17 May 2012

White-necked Thrush (Turdus albicollis)

News of Asa Wright, Tropical Nature News

 

 

The White-necked Thrush is seldom seen in its mountain forest habitat. It ensconces itself in the nooks and crannies of the forest while still being clearly heard. It can also be likened to a blues singer for it whistles, a sad but melodious tune. Its song is one of the first to be heard on an early morning in our rainforest. The Thrush often calls from the undergrowth which it frequents.
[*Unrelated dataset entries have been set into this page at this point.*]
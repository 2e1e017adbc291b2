//! CLI module for the JWKS server
//!
//! - `serve`: run the HTTP server (default)
//! - `rotate`: add one freshly generated signing key and exit

pub mod rotate;
pub mod serve;

use clap::{Parser, Subcommand};

/// JWKS server - RS256 token issuance with published verification keys
#[derive(Debug, Parser)]
#[command(name = "jwks-server")]
#[command(version, about, long_about = None)]
pub struct Cli {
    #[command(subcommand)]
    pub command: Option<Command>,
}

#[derive(Debug, Subcommand)]
pub enum Command {
    /// Run the HTTP server
    Serve,

    /// Generate and store a new signing key
    Rotate(rotate::RotateArgs),
}

#[cfg(test)]
mod tests {
    use super::*;

    #[test]
    fn test_default_command_is_none() {
        let cli = Cli::try_parse_from(["jwks-server"]).unwrap();
        assert!(cli.command.is_none());
    }

    #[test]
    fn test_rotate_args() {
        let cli = Cli::try_parse_from(["jwks-server", "rotate", "--ttl-seconds", "120"]).unwrap();
        match cli.command {
            Some(Command::Rotate(args)) => assert_eq!(args.ttl_seconds, 120),
            other => panic!("unexpected command: {:?}", other),
        }
    }

    #[test]
    fn test_rotate_rejects_non_positive_ttl() {
        assert!(Cli::try_parse_from(["jwks-server", "rotate", "--ttl-seconds", "0"]).is_err());
    }
}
Olive-brown feathers on the upperparts of the White-necked Thrush contrast with light grey feathers underneath it. This bird has a brown and white streaked upper throat and a clear white lower throat. The light grey colour of the belly fades to white at the bird’s posterior. The White-necked Thrush measures eight inches and is found in Central and South America, in areas east of the Andes.
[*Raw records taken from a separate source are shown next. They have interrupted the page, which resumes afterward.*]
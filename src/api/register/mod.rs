//! Identity registration endpoint

use axum::{extract::State, http::StatusCode};
use serde::{Deserialize, Serialize};

use crate::api::state::AppState;
use crate::api::types::{ApiError, Json};

#[derive(Debug, Deserialize)]
pub struct RegisterRequest {
    #[serde(default)]
    pub username: String,
    #[serde(default)]
    pub email: String,
}

#[derive(Debug, Serialize, Deserialize)]
pub struct RegisterResponse {
    pub password: String,
}

/// POST /register
///
/// Returns the generated password exactly once.
pub async fn register(
    State(state): State<AppState>,
    Json(request): Json<RegisterRequest>,
) -> Result<(StatusCode, Json<RegisterResponse>), ApiError> {
    let registration = state
        .user_service
        .register(&request.username, &request.email)
        .await?;

    Ok((
        StatusCode::CREATED,
        Json(RegisterResponse {
            password: registration.password,
        }),
    ))
}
On a quiet walk through Springhill Estate the White-necked Thrush may be seen hopping along our trails and even perched on our hand rails. However, it hardly allows you get close to it. This Thrush eats fruit as well as invertebrates from the ground. Its breeding season peaks between March and June.

Amid the rainforest, tracking down the White-necked Thrush can be both challenging and rewarding especially when one gets a peek of the bird, camouflaged among the foliage.

– J.L. Ryan

 

References:

  • Hilty, Steven L. Birds of Venezuela. Princeton University Press. 2003.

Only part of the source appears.